You Dig?

Tuesday, July 04, 2006

LA times Article

Homeless in life, nameless in death

A trip to the mass graves of Evergreen Cemetery.
Daniel Costello
June 25, 2006

THE OLDEST cemetery in Los Angeles, opened in 1877, is Evergreen Cemetery in Boyle Heights. Some of the most well known families in Los Angeles — including the Boyles, for whom the neighborhood is named — are buried there. So are thousands of Angelenos whose names we will never know.

As L.A.'s homeless population has grown, so has the number of homeless deaths. The coroner can usually identify the bodies, but most of the time their families don't collect the remains. So once a year, in autumn, the county cremates and buries them in a single grave at Evergreen. Thousands of dead men and women are marked only by small plaques displaying the year they died.

After some cajoling, he agreed to let me see the storage room where they're kept. We went around back and he opened the door to a dark, musty closet whose shelves were lined with what looked like books. But they weren't books, they were boxes — small maroon boxes, nine to a shelf, row upon row of them, each with a name neatly written on the front. There were hundreds of boxes, perhaps more than 1,000. The closet can hold remains for only the last two years, so he showed me the overflow, a less tidy room where thousands more boxes were stacked high.

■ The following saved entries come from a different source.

// Composite (aggregate) device lifecycle
//
// The engine owns at most one private composite at a time, identified by a
// reserved UID that stays fixed across runs. Leftovers from a killed process
// carry the same UID and are reclaimed at startup.

use std::sync::Arc;

use colored::Colorize;
use tracing::{error, info, warn};

use crate::audio::hardware::{AudioHardware, HardwareError, HardwareResult};
use crate::audio::types::DeviceId;
use crate::error::EngineError;

/// Description of the composite device joining the virtual capture device and
/// the physical output device.
///
/// The physical output is both clock source and master so timing follows real
/// hardware; the capture member is drift-compensated against it.
#[derive(Debug, Clone, PartialEq)]
pub struct CompositeDeviceSpec {
    /// Reserved UID, fixed across runs so leftovers can be found
    pub uid: String,
    pub name: String,
    pub capture_uid: String,
    pub output_uid: String,
    pub master_uid: String,
    pub clock_uid: String,
    pub drift_compensate_capture: bool,
    /// Hidden from the OS output-device list
    pub private: bool,
}

impl CompositeDeviceSpec {
    pub fn new(uid: &str, name: &str, capture_uid: &str, output_uid: &str) -> Self {
        Self {
            uid: uid.to_string(),
            name: name.to_string(),
            capture_uid: capture_uid.to_string(),
            output_uid: output_uid.to_string(),
            master_uid: output_uid.to_string(),
            clock_uid: output_uid.to_string(),
            drift_compensate_capture: true,
            private: true,
        }
    }
}

/// A live composite device
#[derive(Debug)]
pub struct CompositeDevice {
    pub id: DeviceId,
    pub spec: CompositeDeviceSpec,
    destroyed: bool,
}

impl CompositeDevice {
    pub fn is_destroyed(&self) -> bool {
        self.destroyed
    }
}

/// Manager for creating, destroying and reclaiming the engine's composite device
pub struct CompositeDeviceManager {
    hardware: Arc<dyn AudioHardware>,
    uid: String,
    name: String,
}

impl CompositeDeviceManager {
    pub fn new(hardware: Arc<dyn AudioHardware>, uid: &str, name: &str) -> Self {
        Self {
            hardware,
            uid: uid.to_string(),
            name: name.to_string(),
        }
    }

    /// The reserved UID every composite created by this manager carries
    pub fn reserved_uid(&self) -> &str {
        &self.uid
    }

    /// Create a private composite over (capture, output).
    ///
    /// Any composite already holding the reserved UID is destroyed first so at
    /// most one exists at a time.
    pub fn create(&self, capture_uid: &str, output_uid: &str) -> Result<CompositeDevice, EngineError> {
        let spec = CompositeDeviceSpec::new(&self.uid, &self.name, capture_uid, output_uid);

        info!(
            "{} Creating composite device: uid='{}', capture='{}', output='{}'",
            "AGGREGATE_CREATE".bright_cyan(),
            spec.uid,
            capture_uid,
            output_uid
        );

        if let Some(existing) = self.hardware.translate_uid(&self.uid) {
            warn!(
                "{} Composite '{}' already exists (ID {}), destroying before re-creating",
                "AGGREGATE_WARN".bright_yellow(),
                self.uid,
                existing
            );
            if let Err(e) = self.hardware.destroy_aggregate(existing) {
                warn!(
                    "{} Failed to destroy existing composite {}: {}",
                    "AGGREGATE_WARN".bright_yellow(),
                    existing,
                    e
                );
            }
        }

        let id = self.hardware.create_aggregate(&spec).map_err(|e| {
            error!(
                "{} Failed to create composite device: {}",
                "AGGREGATE_ERROR".bright_red(),
                e
            );
            EngineError::CreateFailed(e)
        })?;

        info!(
            "{} Created composite device with ID: {}",
            "AGGREGATE_CREATED".bright_green(),
            id
        );

        Ok(CompositeDevice {
            id,
            spec,
            destroyed: false,
        })
    }

    /// Destroy a composite. Safe to call on an already torn-down handle.
    pub fn destroy(&self, device: &mut CompositeDevice) -> HardwareResult<()> {
        if device.destroyed {
            return Ok(());
        }

        info!(
            "{} Destroying composite device with ID: {}",
            "AGGREGATE_DESTROY".bright_yellow(),
            device.id
        );

        match self.hardware.destroy_aggregate(device.id) {
            Ok(()) | Err(HardwareError::NoSuchDevice(_)) => {
                device.destroyed = true;
                Ok(())
            }
            Err(e) => {
                error!(
                    "{} Failed to destroy composite device {}: {}",
                    "AGGREGATE_ERROR".bright_red(),
                    device.id,
                    e
                );
                Err(e)
            }
        }
    }

    /// Destroy every device carrying the reserved UID, returning how many were removed.
    ///
    /// Scans all device objects rather than only outputs, since a leftover may
    /// have been created privately by a killed process.
    pub fn reclaim_stale(&self) -> usize {
        let ids = match self.hardware.device_ids() {
            Ok(ids) => ids,
            Err(e) => {
                warn!(
                    "{} Could not enumerate devices to reclaim stale composites: {}",
                    "AGGREGATE_WARN".bright_yellow(),
                    e
                );
                return 0;
            }
        };

        let mut reclaimed = 0;
        for id in ids {
            let Ok(uid) = self.hardware.device_uid(id) else {
                continue;
            };
            if uid != self.uid {
                continue;
            }

            info!(
                "{} Reclaiming stale composite '{}' (ID {})",
                "AGGREGATE_RECLAIM".bright_magenta(),
                uid,
                id
            );
            match self.hardware.destroy_aggregate(id) {
                Ok(()) => reclaimed += 1,
                Err(e) => warn!(
                    "{} Failed to reclaim stale composite {}: {}",
                    "AGGREGATE_WARN".bright_yellow(),
                    id,
                    e
                ),
            }
        }

        reclaimed
    }
}

#[cfg(test)]
mod tests {
    use super::*;
    use crate::audio::devices::simulated::{SimulatedDevice, SimulatedHardware};

    const RESERVED: &str = "com.volumerelay.aggregate";

    fn hardware() -> Arc<SimulatedHardware> {
        let hw = SimulatedHardware::new();
        hw.plug(SimulatedDevice::virtual_capture("VCap", "vcap-uid", 16));
        hw.plug(SimulatedDevice::output("Mon", "mon-uid", 2));
        Arc::new(hw)
    }

    #[test]
    fn test_spec_ties_clock_and_master_to_output() {
        let spec = CompositeDeviceSpec::new(RESERVED, "Relay", "vcap-uid", "mon-uid");
        assert_eq!(spec.master_uid, "mon-uid");
        assert_eq!(spec.clock_uid, "mon-uid");
        assert!(spec.drift_compensate_capture);
        assert!(spec.private);
    }

    #[test]
    fn test_destroy_is_idempotent() {
        let hw = hardware();
        let manager = CompositeDeviceManager::new(hw.clone(), RESERVED, "Relay");

        let mut composite = manager.create("vcap-uid", "mon-uid").unwrap();
        assert_eq!(hw.aggregate_count(RESERVED), 1);

        manager.destroy(&mut composite).unwrap();
        manager.destroy(&mut composite).unwrap();
        assert!(composite.is_destroyed());
        assert_eq!(hw.aggregate_count(RESERVED), 0);
    }

    #[test]
    fn test_create_replaces_existing_reserved_composite() {
        let hw = hardware();
        let manager = CompositeDeviceManager::new(hw.clone(), RESERVED, "Relay");

        let _first = manager.create("vcap-uid", "mon-uid").unwrap();
        let _second = manager.create("vcap-uid", "mon-uid").unwrap();
        assert_eq!(hw.aggregate_count(RESERVED), 1);
    }

    #[test]
    fn test_create_fails_for_missing_member() {
        let hw = hardware();
        let manager = CompositeDeviceManager::new(hw.clone(), RESERVED, "Relay");

        let result = manager.create("vcap-uid", "gone-uid");
        assert!(matches!(result, Err(EngineError::CreateFailed(_))));
        assert_eq!(hw.aggregate_count(RESERVED), 0);
    }

    #[test]
    fn test_reclaim_removes_only_reserved_composite() {
        let hw = hardware();
        hw.plug_stale_aggregate(RESERVED, "vcap-uid", "mon-uid");
        hw.plug_stale_aggregate("com.other.aggregate", "vcap-uid", "mon-uid");
        let before = hw.device_ids().unwrap().len();

        let manager = CompositeDeviceManager::new(hw.clone(), RESERVED, "Relay");
        assert_eq!(manager.reclaim_stale(), 1);

        assert_eq!(hw.aggregate_count(RESERVED), 0);
        assert_eq!(hw.aggregate_count("com.other.aggregate"), 1);
        assert_eq!(hw.device_ids().unwrap().len(), before - 1);
    }
}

This fall, workers will take almost 1,600 of the containers from the shelves, discard the nametags and pour their contents into a newly dug grave in the same out-of-sight corner of Evergreen Cemetery. (They reuse the boxes.) A plaque reading "2002" will be placed in the ground on top of the grave. A handful of people will be there, including a chaplain, some workers from the morgue — and, if they allow it, me.

I don't know how I feel about this modest ceremony. Yes, it's something. No, it's not nearly enough. Writing about homelessness for The Times' editorial page for the last several months, I've developed a theory as to why this city has more homeless people than anywhere else in the country: because we ignore them. Whether we're walking through downtown or making policy in City Hall, the easiest thing to do is to pretend they don't exist.

Somehow, these anonymous graves show me that as much as anything else. We know who these people were, but we bury them nameless. How much would it take to add their names to their gravestones? Maybe that one small gesture would give them some dignity in death that we never gave them in life.

*

Daniel Costello

Saturday, July 01, 2006

Religion and Politics

A recent speech by Barak Obama (click me)

The last paragraph:

"And that night, before I went to bed I said a prayer of my own. It's a prayer I think I share with a lot of Americans. A hope that we can live with one another in a way that reconciles the beliefs of each with the good of all. It's a prayer worth praying, and a conversation worth having in this country in the months and years to come. Thank you."

Landis and Mirza

Floyd Landis is an American cycler in the Tour de France. Going off of info from the July 2006 ESPN magazine, Landis was one of Lance Armstrong's lieutenants for three years (and three tour wins) before leaving to ride for Tyler Hamilton in 2004. After Hamilton was suspended for "doping," Landis became team leader in 2005 and finished ninth. So this year, he is a major canditate for the big win.

I appreciate his humble mennonite upbringing and his rebellion from it as he dove deeper into the cycling world. It may sound twisted, but I appreciate how his desire to stay far away from his home culture has motivated him throughout the years. How the pain of isolation brings victory and triumph--love it when that happens! And cycling as an escape has given him an inspiration that the article likens to religion. Tim Keown writes:

"But what if you don't belong? What if your life revolves around a religion you don't understand and an ethic you can't embrace? The literature of adolescence insists there's a place for everyone--geeks, stoners, jocks, brains, zealots. But what if nowhere feels right? What if, in a miracle that just might confirm the existence of God, you found an escape? What if it was something as simple as a bicycle, and what if it took you to places that were all yours, places no one else in your world even knew existed? Chances are, you'd ride that bike with the kind of passion you couldn't summon for religion. You would ride it until oxygen deprivation vaporized everything but the bike and the road."


Floydlandis.com


Sania Mirza is a tennis player who in 2005 went from a rank of 326th to 31st. She was the first Indian woman to reach the fouth round of a Grand Slam (US Open) and the first to win a WTA Tour event (Hyderbad Open). I was caught by her story because of how she seems to be caught in a mess of societal and cultural pressures. All eyes are on her, but not just those of fans watching her tennis skills; she also must deal with the eyes of Muslim officials quick to critique her choice of clothes and stance on certain issues. The writer of this article, Carmen Renee Thompson, describes her outfits as "heavily negotiated" and she has had protesters burn her effigy for something she was misquoted on. But I'm inspired with how she is not afraid to keep doing what she's doing and use her celebrity for the positive with her support of a campaign afainst the illegal practice of aborting female fetuses. One of her billboards reads "Your daughter may be the next champion."

Saniamirza.net

So I'm not a big sports person. But I love stories about individuals, athletes or not.